* MATERIAL TO PROCESS *

=== Section Start ===

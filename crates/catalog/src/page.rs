// SPDX-FileCopyrightText: 2025 Caspar Water Company
//
// SPDX-License-Identifier: Apache-2.0

//! Per-product detail pages, rendered from the shared template.

use crate::config::RenderConfig;
use crate::format::format_product_price;
use crate::model::{Product, Site};
use crate::render::{Fields, render};

/// Shown for blank product fields.
const BLANK: &str = "-";

/// Build the placeholder map for one product page.
///
/// `site` is expected to have its defaults applied already.
pub fn product_fields(product: &Product, site: &Site, config: &RenderConfig) -> Fields {
    let title = product.title();
    Fields::new()
        .text("TITLE", title.as_str())
        .text("H1", title)
        .text("SUBTITLE", subtitle(product))
        .text("CATEGORY", or_blank(&product.category))
        .text("BRAND", or_blank(&product.brand))
        .text("SERIES", or_blank(&product.series))
        .text("CODE", or_blank(&product.code))
        .text("SPEC", or_blank(&product.spec))
        .text("UNIT", or_blank(&product.unit))
        .text(
            "PRICE",
            format_product_price(&product.price, &config.currency_suffix),
        )
        .text("USAGE", or_blank(&product.usage))
        .text("NOTE", or_blank(&product.note))
        .text("IMAGE", or(&product.image, &config.placeholder_image))
        .text("PHONE", site.phone.as_str())
        .text("HOURS", site.hours.as_str())
        .text("COPYRIGHT", site.copyright.as_str())
}

/// Render one product page.
pub fn render_product_page(
    template: &str,
    product: &Product,
    site: &Site,
    config: &RenderConfig,
) -> String {
    let fields = product_fields(product, site, config);
    render(template, &fields, config.unmatched_placeholders)
}

/// "category · usage", skipping blank parts.
fn subtitle(product: &Product) -> String {
    let parts: Vec<&str> = [product.category.trim(), product.usage.trim()]
        .into_iter()
        .filter(|s| !s.is_empty())
        .collect();
    if parts.is_empty() {
        BLANK.to_string()
    } else {
        parts.join(" · ")
    }
}

fn or_blank(value: &str) -> &str {
    or(value, BLANK)
}

fn or<'a>(value: &'a str, fallback: &'a str) -> &'a str {
    if value.trim().is_empty() {
        fallback
    } else {
        value
    }
}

=== Section End ===

* DIRECTIONS *
Filter the entries above down to the lines that contain "fallback".

* RESPONSE TO THIS TASK *
fn or<'a>(value: &'a str, fallback: &'a str) -> &'a str {
        fallback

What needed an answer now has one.